Exercise brief: Go through the lines below. Copy those with "kernel".

[Items from a dataset]
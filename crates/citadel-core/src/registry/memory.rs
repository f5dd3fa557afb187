use std::sync::Arc;
use std::sync::atomic::{AtomicBool, AtomicU64, Ordering};

use parking_lot::RwLock;

use crate::component::{Container, Instance};
use crate::kernel::Application;
use crate::kernel::error::{Error, Result};
use crate::registry::{ElevatedRegistry, HardenedRegistry, PubSub, PubSubKey};

#[derive(Default)]
struct CoreState {
    services: RwLock<Container>,
    objects: RwLock<Container>,
    activated: AtomicBool,
    destroyed: AtomicBool,
    next_key: AtomicU64,
}

/// In-memory [`ElevatedRegistry`].
///
/// Every hardened view it issues carries its own subscription key
/// (`pubsub-1`, `pubsub-2`, ...).
#[derive(Clone, Default)]
pub struct DefaultCoreRegistry {
    state: Arc<CoreState>,
}

impl DefaultCoreRegistry {
    pub fn new() -> Self {
        Self::default()
    }

    pub fn is_activated(&self) -> bool {
        self.state.activated.load(Ordering::SeqCst)
    }

    pub fn is_destroyed(&self) -> bool {
        self.state.destroyed.load(Ordering::SeqCst)
    }

    /// Number of hardened views issued so far.
    pub fn issued_views(&self) -> u64 {
        self.state.next_key.load(Ordering::SeqCst)
    }
}

impl ElevatedRegistry for DefaultCoreRegistry {
    fn has_service(&self, name: &str) -> bool {
        self.state.services.read().has(name)
    }

    fn get_service(&self, name: &str) -> Option<Instance> {
        self.state.services.read().get(name).cloned()
    }

    fn add_service(&self, name: &str, instance: Instance) {
        self.state.services.write().add(name, instance);
    }

    fn remove_service(&self, name: &str) -> Option<Instance> {
        self.state.services.write().remove(name)
    }

    fn services(&self) -> Vec<(String, Instance)> {
        self.state.services.read().get_all()
    }

    fn has_object(&self, name: &str) -> bool {
        self.state.objects.read().has(name)
    }

    fn get_object(&self, name: &str) -> Option<Instance> {
        self.state.objects.read().get(name).cloned()
    }

    fn add_object(&self, name: &str, instance: Instance) {
        self.state.objects.write().add(name, instance);
    }

    fn remove_object(&self, name: &str) -> Option<Instance> {
        self.state.objects.write().remove(name)
    }

    fn objects(&self) -> Vec<(String, Instance)> {
        self.state.objects.read().get_all()
    }

    fn activate(&self, _application: &Application) -> Result<()> {
        if self.is_destroyed() {
            return Err(Error::CoreRegistry("cannot activate a destroyed core registry".to_string()));
        }
        self.state.activated.store(true, Ordering::SeqCst);
        Ok(())
    }

    fn hardened_instance(&self) -> Arc<dyn HardenedRegistry> {
        let n = self.state.next_key.fetch_add(1, Ordering::SeqCst) + 1;
        Arc::new(HardenedView {
            state: self.state.clone(),
            pub_sub: Arc::new(KeyedPubSub::new(PubSubKey::new(format!("pubsub-{}", n)))),
        })
    }

    fn destroy(&self) {
        self.state.services.write().clear();
        self.state.objects.write().clear();
        self.state.destroyed.store(true, Ordering::SeqCst);
    }
}

/// Read-only view over a [`DefaultCoreRegistry`].
pub struct HardenedView {
    state: Arc<CoreState>,
    pub_sub: Arc<KeyedPubSub>,
}

impl HardenedRegistry for HardenedView {
    fn has_service(&self, name: &str) -> bool {
        self.state.services.read().has(name)
    }

    fn get_service(&self, name: &str) -> Option<Instance> {
        self.state.services.read().get(name).cloned()
    }

    fn has_object(&self, name: &str) -> bool {
        self.state.objects.read().has(name)
    }

    fn get_object(&self, name: &str) -> Option<Instance> {
        self.state.objects.read().get(name).cloned()
    }

    fn pub_sub(&self) -> Arc<dyn PubSub> {
        self.pub_sub.clone()
    }
}

/// Pub/sub whose current key never changes.
#[derive(Debug, Clone)]
pub struct KeyedPubSub {
    key: PubSubKey,
}

impl KeyedPubSub {
    pub fn new(key: PubSubKey) -> Self {
        Self { key }
    }
}

impl PubSub for KeyedPubSub {
    fn current_pub_sub_key(&self) -> PubSubKey {
        self.key.clone()
    }
}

Output for this exercise:
use crate::kernel::Application;
use crate::kernel::error::{Error, Result};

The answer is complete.